(Saved entries)
****************************************

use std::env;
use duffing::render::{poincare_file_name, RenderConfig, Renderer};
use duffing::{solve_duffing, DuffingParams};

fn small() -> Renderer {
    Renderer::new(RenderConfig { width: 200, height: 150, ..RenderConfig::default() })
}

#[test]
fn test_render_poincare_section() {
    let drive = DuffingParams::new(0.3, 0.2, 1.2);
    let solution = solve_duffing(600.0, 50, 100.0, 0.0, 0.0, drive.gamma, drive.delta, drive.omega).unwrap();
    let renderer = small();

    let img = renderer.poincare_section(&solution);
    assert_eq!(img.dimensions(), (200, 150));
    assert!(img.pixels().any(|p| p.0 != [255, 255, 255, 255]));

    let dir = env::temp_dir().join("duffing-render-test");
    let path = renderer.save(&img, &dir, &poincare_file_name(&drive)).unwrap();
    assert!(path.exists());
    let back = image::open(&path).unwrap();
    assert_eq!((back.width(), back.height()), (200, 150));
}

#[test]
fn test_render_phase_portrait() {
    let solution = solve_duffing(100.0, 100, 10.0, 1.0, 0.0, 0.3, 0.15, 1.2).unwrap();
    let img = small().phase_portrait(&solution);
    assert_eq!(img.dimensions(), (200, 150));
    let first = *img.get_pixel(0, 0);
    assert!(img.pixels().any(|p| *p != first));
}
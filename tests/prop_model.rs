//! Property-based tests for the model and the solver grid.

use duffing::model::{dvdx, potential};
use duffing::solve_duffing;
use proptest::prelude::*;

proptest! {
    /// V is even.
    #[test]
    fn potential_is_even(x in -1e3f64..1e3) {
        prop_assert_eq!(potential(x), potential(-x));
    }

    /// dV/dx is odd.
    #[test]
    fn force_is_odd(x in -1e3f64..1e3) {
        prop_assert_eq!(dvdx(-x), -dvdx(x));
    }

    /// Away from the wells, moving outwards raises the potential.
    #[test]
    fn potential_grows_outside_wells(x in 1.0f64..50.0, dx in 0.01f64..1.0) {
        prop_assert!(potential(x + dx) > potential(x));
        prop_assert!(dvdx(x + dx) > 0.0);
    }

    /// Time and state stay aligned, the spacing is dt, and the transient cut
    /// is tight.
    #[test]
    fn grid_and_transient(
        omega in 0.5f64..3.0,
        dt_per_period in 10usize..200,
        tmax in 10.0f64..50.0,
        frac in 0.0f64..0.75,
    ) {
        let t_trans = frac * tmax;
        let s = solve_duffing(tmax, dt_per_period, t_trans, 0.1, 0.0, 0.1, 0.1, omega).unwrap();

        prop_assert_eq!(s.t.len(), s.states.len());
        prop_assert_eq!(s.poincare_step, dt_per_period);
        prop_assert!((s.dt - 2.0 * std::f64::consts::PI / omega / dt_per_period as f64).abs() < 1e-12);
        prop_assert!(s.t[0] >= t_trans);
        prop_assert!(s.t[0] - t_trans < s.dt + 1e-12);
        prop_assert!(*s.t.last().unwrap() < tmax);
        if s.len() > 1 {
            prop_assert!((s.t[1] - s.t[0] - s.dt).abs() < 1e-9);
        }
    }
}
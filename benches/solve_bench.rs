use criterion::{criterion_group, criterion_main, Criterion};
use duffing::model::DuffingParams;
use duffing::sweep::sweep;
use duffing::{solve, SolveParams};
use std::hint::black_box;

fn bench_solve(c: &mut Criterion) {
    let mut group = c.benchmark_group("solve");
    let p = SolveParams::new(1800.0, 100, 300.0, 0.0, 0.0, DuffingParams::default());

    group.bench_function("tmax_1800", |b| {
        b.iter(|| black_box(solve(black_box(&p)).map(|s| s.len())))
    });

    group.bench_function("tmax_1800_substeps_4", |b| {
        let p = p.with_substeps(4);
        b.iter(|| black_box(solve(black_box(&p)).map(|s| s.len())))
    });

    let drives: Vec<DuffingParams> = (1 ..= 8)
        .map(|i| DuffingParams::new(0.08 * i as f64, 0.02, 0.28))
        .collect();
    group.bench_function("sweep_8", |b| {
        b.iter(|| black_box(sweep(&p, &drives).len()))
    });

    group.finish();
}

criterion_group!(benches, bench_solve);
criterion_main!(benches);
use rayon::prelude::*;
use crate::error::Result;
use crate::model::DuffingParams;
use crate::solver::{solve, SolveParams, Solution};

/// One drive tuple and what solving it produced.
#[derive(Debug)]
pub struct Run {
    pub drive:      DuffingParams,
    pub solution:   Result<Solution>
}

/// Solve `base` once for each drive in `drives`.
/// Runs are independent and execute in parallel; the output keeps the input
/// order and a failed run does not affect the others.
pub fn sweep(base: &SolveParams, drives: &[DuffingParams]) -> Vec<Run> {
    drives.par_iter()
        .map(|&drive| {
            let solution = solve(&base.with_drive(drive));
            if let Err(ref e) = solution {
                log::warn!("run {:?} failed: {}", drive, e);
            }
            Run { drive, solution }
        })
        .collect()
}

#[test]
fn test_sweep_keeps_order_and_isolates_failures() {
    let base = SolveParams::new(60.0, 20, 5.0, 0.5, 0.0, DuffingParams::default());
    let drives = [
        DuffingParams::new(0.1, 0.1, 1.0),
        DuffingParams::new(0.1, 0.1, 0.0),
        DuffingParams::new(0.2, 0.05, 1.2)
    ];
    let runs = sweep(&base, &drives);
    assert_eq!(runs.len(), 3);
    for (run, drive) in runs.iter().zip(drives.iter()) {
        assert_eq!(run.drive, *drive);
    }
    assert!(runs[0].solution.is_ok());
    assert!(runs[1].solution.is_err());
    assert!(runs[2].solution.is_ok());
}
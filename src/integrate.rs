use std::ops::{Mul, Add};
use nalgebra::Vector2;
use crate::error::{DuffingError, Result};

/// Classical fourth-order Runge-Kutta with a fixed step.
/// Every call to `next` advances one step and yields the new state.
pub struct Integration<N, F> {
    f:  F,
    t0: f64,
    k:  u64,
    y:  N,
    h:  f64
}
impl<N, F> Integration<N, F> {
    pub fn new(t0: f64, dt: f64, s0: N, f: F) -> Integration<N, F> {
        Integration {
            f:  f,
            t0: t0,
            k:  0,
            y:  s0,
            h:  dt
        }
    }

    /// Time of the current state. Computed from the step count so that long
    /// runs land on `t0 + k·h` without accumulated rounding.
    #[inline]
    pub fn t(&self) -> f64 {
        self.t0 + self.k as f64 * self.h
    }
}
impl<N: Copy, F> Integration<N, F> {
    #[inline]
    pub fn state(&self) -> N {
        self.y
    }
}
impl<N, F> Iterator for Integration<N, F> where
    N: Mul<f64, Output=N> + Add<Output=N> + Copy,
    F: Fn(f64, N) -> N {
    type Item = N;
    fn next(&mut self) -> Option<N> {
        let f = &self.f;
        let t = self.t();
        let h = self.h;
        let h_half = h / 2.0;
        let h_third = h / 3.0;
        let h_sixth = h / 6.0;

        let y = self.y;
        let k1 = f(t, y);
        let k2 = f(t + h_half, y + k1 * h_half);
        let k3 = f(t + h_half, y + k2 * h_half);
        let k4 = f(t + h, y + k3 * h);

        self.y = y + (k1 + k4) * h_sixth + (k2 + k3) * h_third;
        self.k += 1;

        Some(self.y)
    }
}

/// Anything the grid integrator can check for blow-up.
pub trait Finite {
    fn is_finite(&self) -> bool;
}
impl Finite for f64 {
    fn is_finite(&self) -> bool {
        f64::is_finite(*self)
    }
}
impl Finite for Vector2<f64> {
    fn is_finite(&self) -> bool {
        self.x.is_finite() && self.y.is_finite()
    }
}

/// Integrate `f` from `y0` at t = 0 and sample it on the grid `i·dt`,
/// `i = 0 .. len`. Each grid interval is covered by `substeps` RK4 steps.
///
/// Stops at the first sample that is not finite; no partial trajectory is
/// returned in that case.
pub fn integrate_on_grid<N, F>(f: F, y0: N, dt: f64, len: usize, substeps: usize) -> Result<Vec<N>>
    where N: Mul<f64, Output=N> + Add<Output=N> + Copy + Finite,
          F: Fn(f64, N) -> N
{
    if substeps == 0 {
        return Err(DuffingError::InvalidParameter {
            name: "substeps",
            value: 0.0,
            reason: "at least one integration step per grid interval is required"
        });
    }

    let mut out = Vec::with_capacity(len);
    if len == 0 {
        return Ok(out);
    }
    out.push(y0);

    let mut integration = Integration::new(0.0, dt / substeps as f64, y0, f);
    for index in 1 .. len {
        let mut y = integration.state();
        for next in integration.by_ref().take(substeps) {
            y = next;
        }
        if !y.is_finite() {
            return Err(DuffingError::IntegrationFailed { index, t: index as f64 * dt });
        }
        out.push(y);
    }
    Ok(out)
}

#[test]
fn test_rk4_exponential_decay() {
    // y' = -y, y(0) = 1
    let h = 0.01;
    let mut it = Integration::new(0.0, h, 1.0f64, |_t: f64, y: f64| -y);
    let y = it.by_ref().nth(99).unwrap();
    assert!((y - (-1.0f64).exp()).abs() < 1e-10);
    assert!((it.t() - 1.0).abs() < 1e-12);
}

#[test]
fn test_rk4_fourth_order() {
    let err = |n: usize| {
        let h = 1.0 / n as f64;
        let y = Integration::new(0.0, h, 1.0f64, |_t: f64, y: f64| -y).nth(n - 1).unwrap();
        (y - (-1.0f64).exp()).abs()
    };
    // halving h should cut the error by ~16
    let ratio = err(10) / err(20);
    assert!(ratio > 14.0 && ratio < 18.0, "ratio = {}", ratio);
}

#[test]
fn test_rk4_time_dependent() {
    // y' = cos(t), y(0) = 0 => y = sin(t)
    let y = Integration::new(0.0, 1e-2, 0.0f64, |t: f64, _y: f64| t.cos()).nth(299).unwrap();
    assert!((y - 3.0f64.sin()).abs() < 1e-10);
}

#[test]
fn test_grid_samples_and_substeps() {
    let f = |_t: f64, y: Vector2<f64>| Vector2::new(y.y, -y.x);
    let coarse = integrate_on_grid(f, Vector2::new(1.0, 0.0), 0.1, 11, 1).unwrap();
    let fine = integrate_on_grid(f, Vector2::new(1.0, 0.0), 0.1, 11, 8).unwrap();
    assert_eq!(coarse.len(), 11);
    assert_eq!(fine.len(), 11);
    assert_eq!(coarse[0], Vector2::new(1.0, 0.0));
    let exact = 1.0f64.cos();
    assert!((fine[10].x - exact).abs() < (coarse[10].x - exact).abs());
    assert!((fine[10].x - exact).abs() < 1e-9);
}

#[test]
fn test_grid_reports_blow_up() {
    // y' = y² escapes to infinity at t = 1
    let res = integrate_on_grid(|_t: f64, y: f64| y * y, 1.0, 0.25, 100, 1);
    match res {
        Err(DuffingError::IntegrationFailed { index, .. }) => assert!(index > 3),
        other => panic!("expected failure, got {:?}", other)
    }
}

****************************************

_Problem description_
Print again the lines of the entries above that fall between the line holding "dV/dx is odd." and the line holding "use duffing::sweep::sweep;", inclusive, exactly as they stand.

_Output below_
    /// dV/dx is odd.
    #[test]
    fn force_is_odd(x in -1e3f64..1e3) {
        prop_assert_eq!(dvdx(-x), -dvdx(x));
    }

    /// Away from the wells, moving outwards raises the potential.
    #[test]
    fn potential_grows_outside_wells(x in 1.0f64..50.0, dx in 0.01f64..1.0) {
        prop_assert!(potential(x + dx) > potential(x));
        prop_assert!(dvdx(x + dx) > 0.0);
    }

    /// Time and state stay aligned, the spacing is dt, and the transient cut
    /// is tight.
    #[test]
    fn grid_and_transient(
        omega in 0.5f64..3.0,
        dt_per_period in 10usize..200,
        tmax in 10.0f64..50.0,
        frac in 0.0f64..0.75,
    ) {
        let t_trans = frac * tmax;
        let s = solve_duffing(tmax, dt_per_period, t_trans, 0.1, 0.0, 0.1, 0.1, omega).unwrap();

        prop_assert_eq!(s.t.len(), s.states.len());
        prop_assert_eq!(s.poincare_step, dt_per_period);
        prop_assert!((s.dt - 2.0 * std::f64::consts::PI / omega / dt_per_period as f64).abs() < 1e-12);
        prop_assert!(s.t[0] >= t_trans);
        prop_assert!(s.t[0] - t_trans < s.dt + 1e-12);
        prop_assert!(*s.t.last().unwrap() < tmax);
        if s.len() > 1 {
            prop_assert!((s.t[1] - s.t[0] - s.dt).abs() < 1e-9);
        }
    }
}
filename benches/solve_bench.rs
use criterion::{criterion_group, criterion_main, Criterion};
use duffing::model::DuffingParams;
use duffing::sweep::sweep;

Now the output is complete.